The critical advance of this technology is the navigation tool, which allows to more easily find the area of the brain that needs to be stimulated, which speeds up a patient’s recovery and restores the brain balance. Adding navigation to TMS is the key to finding the exact location and orientation of the motor area in each person that needs inhibition, via the stimulation. The stimulation is then accurately repeated in every session, assuring the exact dose is applied to the correct place, within a tolerance of 2 millimeters.
The process helps improve the brain’s receptiveness to activity-based therapy. The technology isn’t limited solely to motor recovery after stroke — in fact, it seems to have the potential to affect many of the brain circuits that are injured in stroke.
As a Phase III clinical trial, this technology is in the last phase of testing needed to obtain U.S. Food and Drug Administration (FDA) approval for use in clinical settings. In development since 2000, NexStim’s non-invasive Navigated Brain Stimulation System is currently available for investigational use only.
Patients in the trial undergo occupational therapy rehab after each use of the device to improve flexibility, strength and use of weak arms or hands.
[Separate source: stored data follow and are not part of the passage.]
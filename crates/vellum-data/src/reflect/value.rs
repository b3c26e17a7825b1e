// Copyright 2025 eraflo
//
// Licensed under the Apache License, Version 2.0 (the "License");
// you may not use this file except in compliance with the License.
// You may obtain a copy of the License at
//
//     http://www.apache.org/licenses/LICENSE-2.0
//
// Unless required by applicable law or agreed to in writing, software
// distributed under the License is distributed on an "AS IS" BASIS,
// WITHOUT WARRANTIES OR CONDITIONS OF ANY KIND, either express or implied.
// See the License for the specific language governing permissions and
// limitations under the License.

//! Field values, in their live form and in their stored form.

use serde::{Deserialize, Serialize};
use vellum_core::scene::EntityHandle;

use crate::assets::{AssetHandle, AssetReference};

/// A live field value, as read from or written to a component.
#[derive(Debug, Clone, PartialEq, Default)]
pub enum Value {
    /// No value.
    #[default]
    Null,
    /// A boolean.
    Bool(bool),
    /// A signed integer.
    Int(i64),
    /// A floating point number.
    Float(f64),
    /// A string.
    Text(String),
    /// A 3D vector.
    Vec3([f32; 3]),
    /// A quaternion, `[x, y, z, w]`.
    Quat([f32; 4]),
    /// Opaque bytes.
    Bytes(Vec<u8>),
    /// A homogeneous or heterogeneous list.
    List(Vec<Value>),
    /// A reference to another live entity.
    Entity(Option<EntityHandle>),
    /// A reference to a shared asset.
    Asset(Option<AssetHandle>),
}

impl Value {
    /// The value as a boolean, if it is one.
    pub fn as_bool(&self) -> Option<bool> {
        match self {
            Value::Bool(b) => Some(*b),
            _ => None,
        }
    }

    /// The value as an integer, if it is one.
    pub fn as_int(&self) -> Option<i64> {
        match self {
            Value::Int(i) => Some(*i),
            _ => None,
        }
    }

    /// The value as a float. Integers are widened.
    pub fn as_float(&self) -> Option<f64> {
        match self {
            Value::Float(f) => Some(*f),
            Value::Int(i) => Some(*i as f64),
            _ => None,
        }
    }

    /// The value as a string slice, if it is text.
    pub fn as_text(&self) -> Option<&str> {
        match self {
            Value::Text(s) => Some(s),
            _ => None,
        }
    }

    /// The value as a vector, if it is one.
    pub fn as_vec3(&self) -> Option<[f32; 3]> {
        match self {
            Value::Vec3(v) => Some(*v),
            _ => None,
        }
    }

    /// The entity reference carried by the value. `Some(None)` is a null reference.
    pub fn as_entity(&self) -> Option<Option<EntityHandle>> {
        match self {
            Value::Entity(e) => Some(*e),
            _ => None,
        }
    }

    /// The asset reference carried by the value. `Some(None)` is a null reference.
    pub fn as_asset(&self) -> Option<Option<AssetHandle>> {
        match self {
            Value::Asset(a) => Some(a.clone()),
            _ => None,
        }
    }

    /// The list items, if the value is a list.
    pub fn as_list(&self) -> Option<&[Value]> {
        match self {
            Value::List(items) => Some(items),
            _ => None,
        }
    }
}

/// How an asset field was written into a snapshot.
#[derive(Debug, Clone, PartialEq, Serialize, Deserialize)]
pub enum StoredAsset {
    /// The field held no asset, or the asset could be neither inlined nor referenced.
    Missing,
    /// The asset's contents were written inline.
    Inline {
        /// The asset's type name.
        type_name: String,
        /// The asset's name.
        name: String,
        /// The asset contents.
        payload: Vec<u8>,
    },
    /// The asset was registered and is addressed by reference.
    Reference(AssetReference),
}

/// A field value in its stored, host-independent form.
///
/// Entity references are written as persistent ids; they can only be turned
/// back into live handles once every entity of the snapshot exists again.
#[derive(Debug, Clone, PartialEq, Default, Serialize, Deserialize)]
pub enum StoredValue {
    /// No value.
    #[default]
    Null,
    /// A boolean.
    Bool(bool),
    /// A signed integer.
    Int(i64),
    /// A floating point number.
    Float(f64),
    /// A string.
    Text(String),
    /// A 3D vector.
    Vec3([f32; 3]),
    /// A quaternion.
    Quat([f32; 4]),
    /// Opaque bytes.
    Bytes(Vec<u8>),
    /// A list.
    List(Vec<StoredValue>),
    /// A reference to an entity by persistent id.
    Entity(Option<String>),
    /// An asset.
    Asset(StoredAsset),
}

impl StoredValue {
    /// Returns `true` if the value, or anything nested in it, refers to an entity.
    pub fn refers_to_entities(&self) -> bool {
        match self {
            StoredValue::Entity(Some(_)) => true,
            StoredValue::List(items) => items.iter().any(StoredValue::refers_to_entities),
            _ => false,
        }
    }
}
They hypothesize that pretreatment with carefully dosed magnetic pulses to the motor cortex will predispose participants to make bigger gains with therapy than they would have with 6 weeks of therapy alone. The trial continues for 8 months so it can be determined whether initial improvements in motor function persist 6 months after completing treatment.
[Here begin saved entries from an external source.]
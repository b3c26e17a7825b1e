// Copyright 2025 eraflo
//
// Licensed under the Apache License, Version 2.0 (the "License");
// you may not use this file except in compliance with the License.
// You may obtain a copy of the License at
//
//     http://www.apache.org/licenses/LICENSE-2.0
//
// Unless required by applicable law or agreed to in writing, software
// distributed under the License is distributed on an "AS IS" BASIS,
// WITHOUT WARRANTIES OR CONDITIONS OF ANY KIND, either express or implied.
// See the License for the specific language governing permissions and
// limitations under the License.

//! Data layouts of the snapshot engine.
//!
//! This crate holds everything the engine reads and writes but does not decide:
//! the runtime type descriptors used by reflective serialization, the identity
//! registry, the on-disk snapshot records, the asset store and an in-memory
//! reference implementation of the host scene.

#![warn(missing_docs)]

pub mod assets;
pub mod identity;
pub mod reflect;
pub mod snapshot;
pub mod world;

pub use assets::{Asset, AssetHandle, AssetReference, AssetStore};
pub use identity::IdentityRegistry;
pub use reflect::{FieldDescriptor, StoredAsset, StoredValue, TypeInfo, TypeRegistry, Value};
pub use snapshot::{LevelData, RecordError, SaveEntry, StoredData, StoredItem};
pub use world::{SceneWorld, TemplateNode};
Since the study is double-blind, patients are not sure if they’re actually getting a stimulation dose from the device, but already some have been encountered who say everyday tasks like opening the refrigerator and getting around the house are much easier. Although it still can’t be known for sure if these individuals have received the stimulation or placebo treatment, but these indications gives hope that the trial will be successful and the device will be approved for general use in the near future.
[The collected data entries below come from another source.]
// Copyright 2025 eraflo
//
// Licensed under the Apache License, Version 2.0 (the "License");
// you may not use this file except in compliance with the License.
// You may obtain a copy of the License at
//
//     http://www.apache.org/licenses/LICENSE-2.0
//
// Unless required by applicable law or agreed to in writing, software
// distributed under the License is distributed on an "AS IS" BASIS,
// WITHOUT WARRANTIES OR CONDITIONS OF ANY KIND, either express or implied.
// See the License for the specific language governing permissions and
// limitations under the License.

//! The snapshot records written by the encoder and read back by the decoder.
//!
//! A [`LevelData`] is the whole graph of one level: a manifest of entities
//! ([`StoredItem`]) and the opaque data records of their components
//! ([`StoredData`]). Records are serialized with bincode's standard
//! configuration; the byte layout is internal and only has to round-trip.

mod save_entry;

pub use save_entry::SaveEntry;

use std::{
    collections::{BTreeSet, HashMap},
    fmt,
};

use serde::{Deserialize, Serialize};

/// An error raised while writing or reading a snapshot record.
#[derive(Debug, Clone, PartialEq, Eq)]
pub enum RecordError {
    /// The record could not be encoded.
    Encode(String),
    /// The bytes or text do not hold a valid record.
    Decode(String),
}

impl fmt::Display for RecordError {
    fn fmt(&self, f: &mut fmt::Formatter<'_>) -> fmt::Result {
        match self {
            RecordError::Encode(msg) => write!(f, "Failed to encode snapshot record: {msg}"),
            RecordError::Decode(msg) => write!(f, "Failed to decode snapshot record: {msg}"),
        }
    }
}

impl std::error::Error for RecordError {}

/// One manifest entry: the structural facts about one entity.
#[derive(Debug, Clone, Default, PartialEq, Serialize, Deserialize)]
pub struct StoredItem {
    /// The entity's persistent id.
    pub name: String,
    /// Whether the entity was active.
    pub active: bool,
    /// The id of the parent, when the direct parent carries an identity.
    pub parent_name: Option<String>,
    /// The template class id; empty unless the entity is a template root.
    pub class_id: String,
    /// The display name, for diagnostics only.
    pub game_object_name: String,
    /// The type names of the attached components.
    pub components: BTreeSet<String>,
    /// Ids of the store-capable descendants of a template root, grouped by
    /// class id in discovery order.
    pub children: Vec<(String, Vec<String>)>,
    /// Ids to hand out, positionally, to the identity-tagged descendants of a
    /// freshly instantiated template.
    pub child_ids: Vec<String>,
}

impl StoredItem {
    /// Returns `true` if the item was instantiated from a template.
    pub fn is_template(&self) -> bool {
        !self.class_id.is_empty()
    }

    /// The stored child ids of the given class.
    pub fn child_group(&self, class_id: &str) -> Option<&[String]> {
        self.children
            .iter()
            .find(|(class, _)| class == class_id)
            .map(|(_, ids)| ids.as_slice())
    }

    /// Appends a child id under its class, creating the group on first use.
    pub fn push_child(&mut self, class_id: &str, id: String) {
        match self.children.iter_mut().find(|(class, _)| class == class_id) {
            Some((_, ids)) => ids.push(id),
            None => self.children.push((class_id.to_string(), vec![id])),
        }
    }
}

/// The opaque data record of one component.
#[derive(Debug, Clone, Default, PartialEq, Eq, Serialize, Deserialize)]
pub struct StoredData {
    /// The owning entity's persistent id.
    pub name: String,
    /// The component's fully qualified type name.
    pub type_name: String,
    /// The owning entity's class id, if any.
    pub class_id: String,
    /// The plugin-produced payload.
    pub data: Vec<u8>,
}

/// The data records of one entity, grouped by component type.
#[derive(Debug, Clone, PartialEq, Eq)]
pub struct EntityRecords<'a> {
    /// The entity's persistent id.
    pub name: &'a str,
    /// Records per type, in first-appearance order.
    pub types: Vec<TypeRecords<'a>>,
}

/// The data records of every component of one type on one entity, in order.
#[derive(Debug, Clone, PartialEq, Eq)]
pub struct TypeRecords<'a> {
    /// The component type name.
    pub type_name: &'a str,
    /// The records, in stored order.
    pub records: Vec<&'a StoredData>,
}

/// The complete snapshot of one level.
#[derive(Debug, Clone, Default, PartialEq, Serialize, Deserialize)]
pub struct LevelData {
    /// The level the snapshot was taken in.
    pub name: String,
    /// The entity manifest.
    pub stored_object_names: Vec<StoredItem>,
    /// The component data records, sorted by entity id then type name.
    pub stored_items: Vec<StoredData>,
}

impl LevelData {
    /// Encodes the snapshot to bytes.
    pub fn to_bytes(&self) -> Result<Vec<u8>, RecordError> {
        bincode::serde::encode_to_vec(self, bincode::config::standard())
            .map_err(|e| RecordError::Encode(e.to_string()))
    }

    /// Decodes a snapshot from bytes.
    pub fn from_bytes(bytes: &[u8]) -> Result<Self, RecordError> {
        let (data, _len): (LevelData, usize) =
            bincode::serde::decode_from_slice(bytes, bincode::config::standard())
                .map_err(|e| RecordError::Decode(e.to_string()))?;
        Ok(data)
    }

    /// Looks a manifest entry up by id.
    pub fn item(&self, name: &str) -> Option<&StoredItem> {
        self.stored_object_names.iter().find(|item| item.name == name)
    }

    /// Groups the data records by entity, then by type, preserving the order
    /// in which each entity and type first appears.
    pub fn grouped_records(&self) -> Vec<EntityRecords<'_>> {
        let mut groups: Vec<EntityRecords<'_>> = Vec::new();
        let mut index: HashMap<&str, usize> = HashMap::new();
        for record in &self.stored_items {
            // Records are normally sorted, so the last group is the usual hit.
            let continues_last = groups.last().is_some_and(|last| last.name == record.name);
            let entity_index = if continues_last {
                groups.len() - 1
            } else if let Some(&found) = index.get(record.name.as_str()) {
                found
            } else {
                groups.push(EntityRecords {
                    name: &record.name,
                    types: Vec::new(),
                });
                index.insert(&record.name, groups.len() - 1);
                groups.len() - 1
            };
            let types = &mut groups[entity_index].types;
            match types.iter_mut().rev().find(|t| t.type_name == record.type_name) {
                Some(group) => group.records.push(record),
                None => types.push(TypeRecords {
                    type_name: &record.type_name,
                    records: vec![record],
                }),
            }
        }
        groups
    }
}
The technology also has implications outside of post-stroke motor recovery. The rTMS treatment is a highly precise, yet non-specific, way of preparing the brain for all types of therapies, and depending on where the magnet is aimed, can potentially affect many of the brain circuits that are impaired during stroke or other types of brain injuries. Instead of targeting the motor cortex to promote recovery of arm movement, we can vary the location of magnetic stimulation to target the brain regions associated with other neurologic impairments, e.g., language areas, attention areas, chronic pain areas. Thus, rTMS treatment could be potentially improve aphasia, hemispatial neglect or pain perception resulting from stroke or brain injury. This bodes well for neurorehabilitation programs in the future, shedding light on the possibility that this technology might not be limited to stroke recovery alone.